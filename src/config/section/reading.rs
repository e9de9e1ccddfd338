//! `[reading]` section configuration.
//!
//! ```toml
//! [reading]
//! words_per_minute = 200
//! ```

use serde::{Deserialize, Serialize};

use crate::config::{ConfigDiagnostics, FieldPath};
use crate::reading::{DEFAULT_WORDS_PER_MINUTE, Estimator};

/// Reading speed used by the estimator.
#[derive(Debug, Clone, Serialize, Deserialize)]
#[serde(default)]
pub struct ReadingConfig {
    pub words_per_minute: u32,
}

impl Default for ReadingConfig {
    fn default() -> Self {
        Self {
            words_per_minute: DEFAULT_WORDS_PER_MINUTE,
        }
    }
}

impl ReadingConfig {
    pub const FIELD_WORDS_PER_MINUTE: FieldPath = FieldPath::new("reading.words_per_minute");

    pub fn validate(&self, diag: &mut ConfigDiagnostics) {
        if self.words_per_minute == 0 {
            diag.error_with_hint(
                Self::FIELD_WORDS_PER_MINUTE,
                "reading speed must be positive",
                format!("the default is {DEFAULT_WORDS_PER_MINUTE}"),
            );
        }
    }

    pub fn estimator(&self) -> Estimator {
        Estimator::new(self.words_per_minute)
    }
}
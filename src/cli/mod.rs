//! Command-line interface module.

mod args;
pub mod common;
pub mod format;
pub mod list;
pub mod stats;

pub use args::{Cli, Commands};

● EXERCISE
The reply should hold only the lines from the top of the records through the line that has "Command-line interface module.", each one exact.

● EXERCISE SOLUTION
filename src/config/section/reading.rs
repository e9de9e1ccddfd338
//! `[reading]` section configuration.
//!
//! ```toml
//! [reading]
//! words_per_minute = 200
//! ```

use serde::{Deserialize, Serialize};

use crate::config::{ConfigDiagnostics, FieldPath};
use crate::reading::{DEFAULT_WORDS_PER_MINUTE, Estimator};

/// Reading speed used by the estimator.
#[derive(Debug, Clone, Serialize, Deserialize)]
#[serde(default)]
pub struct ReadingConfig {
    pub words_per_minute: u32,
}

impl Default for ReadingConfig {
    fn default() -> Self {
        Self {
            words_per_minute: DEFAULT_WORDS_PER_MINUTE,
        }
    }
}

impl ReadingConfig {
    pub const FIELD_WORDS_PER_MINUTE: FieldPath = FieldPath::new("reading.words_per_minute");

    pub fn validate(&self, diag: &mut ConfigDiagnostics) {
        if self.words_per_minute == 0 {
            diag.error_with_hint(
                Self::FIELD_WORDS_PER_MINUTE,
                "reading speed must be positive",
                format!("the default is {DEFAULT_WORDS_PER_MINUTE}"),
            );
        }
    }

    pub fn estimator(&self) -> Estimator {
        Estimator::new(self.words_per_minute)
    }
}
filename src/cli/mod.rs
//! Command-line interface module.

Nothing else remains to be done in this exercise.